**Exercise description**
Which lines of the listing below contain the word "suggestion"? Copy each of them.

**Records for processing**
>>>
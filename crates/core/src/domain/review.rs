//! # Review
//!
//! The Reviewer's verdict on the aggregated changes of one run.

use serde::{Deserialize, Serialize};

/// Severity of a review issue
#[derive(Debug, Clone, Copy, Serialize, Deserialize, PartialEq, Eq, PartialOrd, Ord, Hash)]
#[serde(rename_all = "lowercase")]
pub enum IssueSeverity {
    #[serde(alias = "blocking")]
    Critical,
    #[serde(alias = "major")]
    High,
    Medium,
    #[serde(alias = "minor")]
    Low,
    #[serde(alias = "suggestion")]
    Info,
    /// Anything the model invents that we don't recognise
    #[serde(other)]
    Unknown,
}

impl IssueSeverity {
    /// Issues at this level are worth remembering across runs
    pub fn is_serious(&self) -> bool {
        matches!(self, IssueSeverity::Critical | IssueSeverity::High)
    }
}

#[derive(Debug, Clone, Serialize, Deserialize, PartialEq, Eq)]
pub struct ReviewIssue {
    pub severity: IssueSeverity,
    #[serde(default)]
    pub category: String,
    pub description: String,
    #[serde(default)]
    pub suggestion: Option<String>,
}

#[derive(Debug, Clone, Serialize, Deserialize, PartialEq, Eq)]
pub struct Review {
    pub approved: bool,
    #[serde(default)]
    pub issues: Vec<ReviewIssue>,
    #[serde(default)]
    pub positives: Vec<String>,
    #[serde(default)]
    pub summary: String,
}

impl Review {
    /// Verdict used when the Reviewer itself could not produce one.
    ///
    /// Review is a safety net, never a hard gate, so an unavailable reviewer
    /// approves.
    pub fn fallback(reason: impl std::fmt::Display) -> Self {
        Self {
            approved: true,
            issues: Vec::new(),
            positives: Vec::new(),
            summary: format!("Review failed ({}); approving by default", reason),
        }
    }

    /// Verdict used when no agent produced a change to review
    pub fn nothing_to_review() -> Self {
        Self {
            approved: true,
            issues: Vec::new(),
            positives: Vec::new(),
            summary: "No changes were proposed".to_string(),
        }
    }

    pub fn serious_issues(&self) -> impl Iterator<Item = &ReviewIssue> {
        self.issues.iter().filter(|i| i.severity.is_serious())
    }
}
<<<
**Written response**
    #[serde(alias = "suggestion")]
    pub suggestion: Option<String>,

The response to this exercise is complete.